Starting from conception, the unborn baby is actively responding to changes in the environment, using cues provided by the mother’s physical and mental state to ‘predict’ the kind of world they will be born into and altering their bodily structures accordingly. This is the powerful capacity for an unborn baby adapting to adverse experiences helping in the short term, but with negative implications in the long term. This puts into stark focus the importance of prenatal care for a mother including her nutritional and mental wellbeing, and the nutritional and environmental effects on the unborn and newborn baby for decades.
“The first thousand days is a period of maximum developmental plasticity, that means it’s the period during which as an organism we are most susceptible to change by environmental experiences, and those changes can have lifelong consequences.” (Dr Tim Moore, senior research fellow at Murdoch Children’s Research Institute)

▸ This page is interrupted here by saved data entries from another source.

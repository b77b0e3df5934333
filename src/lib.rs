//! # Fare Capping
//!
//! A streaming fare engine that applies a rolling-window fare cap to a
//! time-ordered stream of rider taps.
//!
//! ## Design Principles
//!
//! - **Sliding window**: a tap is free once the rider has `cap_limit` paid
//!   taps within the trailing window; free taps never occupy cap slots
//! - **Fixed-point money**: fares use 2 decimal places via `rust_decimal`
//! - **Order preserving**: one fare record per tap, in input order
//! - **Explicit ordering contract**: per-rider out-of-order taps are rejected
//!   unless the policy opts into tolerating them
//!
//! ## Example
//!
//! ```no_run
//! use fare_capping::{CappingEngine, CappingPolicy};
//! use std::io::Cursor;
//!
//! let csv = "payee_id,tap_time\nr1,2023-09-01 08:00:00\n";
//! let mut engine = CappingEngine::new(CappingPolicy::default()).unwrap();
//! engine.process_csv(Cursor::new(csv), std::io::stdout()).unwrap();
//! ```

pub mod engine;
pub mod error;
pub mod fare;
pub mod policy;
pub mod shard;
pub mod tap;
pub mod window;

pub use engine::{process, CappingEngine, CappingStats};
pub use error::{CappingError, Result};
pub use fare::Fare;
pub use policy::{CappingPolicy, OrderingPolicy};
pub use shard::process_sharded;
pub use tap::{FareRecord, Tap, TapRecord};
pub use window::RiderWindow;
//! Per-rider sliding window of paid taps.
//!
//! Only paid taps occupy cap slots. Capped (free) taps are remembered solely
//! as the rider's most recent activity for ordering checks.

use chrono::{Duration, NaiveDateTime};
use std::collections::VecDeque;

/// Window state for a single rider.
///
/// # Invariants
///
/// - After `evict_before(start)`, every stored timestamp is `>= start`
/// - `paid` never grows past the `cap_limit` passed to `charge`
/// - `sorted` is `true` while `paid` is in non-decreasing order
#[derive(Debug, Clone)]
pub struct RiderWindow {
    /// Timestamps of paid taps still inside the trailing window.
    paid: VecDeque<NaiveDateTime>,

    /// Most recent tap timestamp seen for this rider, paid or free.
    last_tap: Option<NaiveDateTime>,

    sorted: bool,
}

impl RiderWindow {
    /// Creates an empty window.
    pub fn new() -> Self {
        RiderWindow {
            paid: VecDeque::new(),
            last_tap: None,
            sorted: true,
        }
    }

    /// Number of paid taps currently counted against the cap.
    pub fn paid_count(&self) -> usize {
        self.paid.len()
    }

    /// The rider's previous tap, if any.
    pub fn last_tap(&self) -> Option<NaiveDateTime> {
        self.last_tap
    }

    /// Removes every paid tap strictly earlier than `window_start`.
    pub fn evict_before(&mut self, window_start: NaiveDateTime) {
        if self.sorted {
            while let Some(&front) = self.paid.front() {
                if front < window_start {
                    self.paid.pop_front();
                } else {
                    break;
                }
            }
        } else {
            self.paid.retain(|&t| t >= window_start);
            self.sorted = self.paid.iter().zip(self.paid.iter().skip(1)).all(|(a, b)| a <= b);
        }
    }

    /// Records a tap and decides whether it is charged.
    ///
    /// Returns `true` and occupies a cap slot when fewer than `cap_limit`
    /// paid taps remain in the window. Otherwise the tap is free and the
    /// window is left untouched.
    pub fn charge(&mut self, timestamp: NaiveDateTime, cap_limit: usize) -> bool {
        self.last_tap = Some(self.last_tap.map_or(timestamp, |last| last.max(timestamp)));

        if self.paid.len() >= cap_limit {
            return false;
        }

        if let Some(&back) = self.paid.back() {
            if timestamp < back {
                self.sorted = false;
            }
        }
        self.paid.push_back(timestamp);
        true
    }

    /// Returns `true` if the rider has not tapped at all, paid or free,
    /// within the window ending at `now`.
    pub fn is_idle_at(&self, now: NaiveDateTime, window: Duration) -> bool {
        let Some(window_start) = now.checked_sub_signed(window) else {
            return false;
        };
        // last_tap is the latest tap, so it bounds every stored paid tap
        self.last_tap.map_or(true, |t| t < window_start)
    }
}

impl Default for RiderWindow {
    fn default() -> Self {
        Self::new()
    }
}

#[cfg(test)]
mod tests {
    use super::*;
    use chrono::NaiveDate;

    fn day(d: i64) -> NaiveDateTime {
        NaiveDate::from_ymd_opt(2023, 9, 1)
            .unwrap()
            .and_hms_opt(8, 0, 0)
            .unwrap()
            + Duration::days(d)
    }

    #[test]
    fn test_new_window_is_empty() {
        let window = RiderWindow::new();
        assert_eq!(window.paid_count(), 0);
        assert!(window.last_tap().is_none());
    }

    #[test]
    fn test_charge_until_cap() {
        let mut window = RiderWindow::new();
        assert!(window.charge(day(0), 2));
        assert!(window.charge(day(1), 2));
        assert!(!window.charge(day(2), 2));

        assert_eq!(window.paid_count(), 2);
        assert_eq!(window.last_tap(), Some(day(2)));
    }

    #[test]
    fn test_evict_keeps_exact_boundary() {
        let mut window = RiderWindow::new();
        window.charge(day(0), 5);
        window.charge(day(1), 5);

        window.evict_before(day(0));
        assert_eq!(window.paid_count(), 2);

        window.evict_before(day(0) + Duration::seconds(1));
        assert_eq!(window.paid_count(), 1);
    }

    #[test]
    fn test_evict_unsorted_buffer() {
        let mut window = RiderWindow::new();
        window.charge(day(5), 5);
        window.charge(day(1), 5);
        window.charge(day(3), 5);

        window.evict_before(day(2));
        assert_eq!(window.paid_count(), 2);

        window.evict_before(day(4));
        assert_eq!(window.paid_count(), 1);
    }

    #[test]
    fn test_last_tap_never_moves_backwards() {
        let mut window = RiderWindow::new();
        window.charge(day(3), 5);
        window.charge(day(1), 5);
        assert_eq!(window.last_tap(), Some(day(3)));
    }

    #[test]
    fn test_idle_detection() {
        let mut window = RiderWindow::new();
        window.charge(day(0), 5);

        let week = Duration::days(7);
        assert!(!window.is_idle_at(day(7), week));
        assert!(window.is_idle_at(day(7) + Duration::seconds(1), week));
    }

    #[test]
    fn test_recent_free_tap_keeps_rider_active() {
        let mut window = RiderWindow::new();
        assert!(window.charge(day(0), 1));
        assert!(!window.charge(day(6), 1));

        let week = Duration::days(7);
        assert!(!window.is_idle_at(day(8), week));
        assert!(window.is_idle_at(day(13) + Duration::seconds(1), week));
    }

    #[test]
    fn test_default_window_is_sorted_and_empty() {
        let mut window = RiderWindow::default();
        window.charge(day(0), 5);
        window.charge(day(2), 5);
        window.evict_before(day(1));
        assert_eq!(window.paid_count(), 1);
    }
}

The foundations for a child’s lifelong health and wellbeing are being built during this critical time of development. The first 1000 days highlights the importance of the nourishment and care for both mother and child and the profound impact on a child’s ability to grow, learn and thrive.
The first 1,000 days also gives rise to the development of attachment styles and the importance of secure attachment as a base from which a baby can thrive. Attachment styles are critical in the first 1,000 days with emphasis to the need for consistently responsive and nurturing relationships between a child and their parent.
A secure attachment builds the foundation for the development of future relationships throughout a child’s life, while providing a secure foundation for a child’s social and emotional development and learning.
Parenting style in the first 1,000 days is central to establishing the child’s attachment style shaping a child’s health and wellbeing outcomes in later life.
Parenting style relates to the emotional context a mother creates to communicate with her child featuring the importance of comfort with closeness and interdependence, confidence in support seeking, and other positive ways of managing stress; responding to her baby’s distress in a consistent, caring, and timely manner including picking up and comforting her baby.
Healthy development in the early years provides the building blocks for a child’s social and emotional wellbeing, educational achievement, economic productivity, responsible citizenship, lifelong health, strong communities, and successful parenting of the next generation.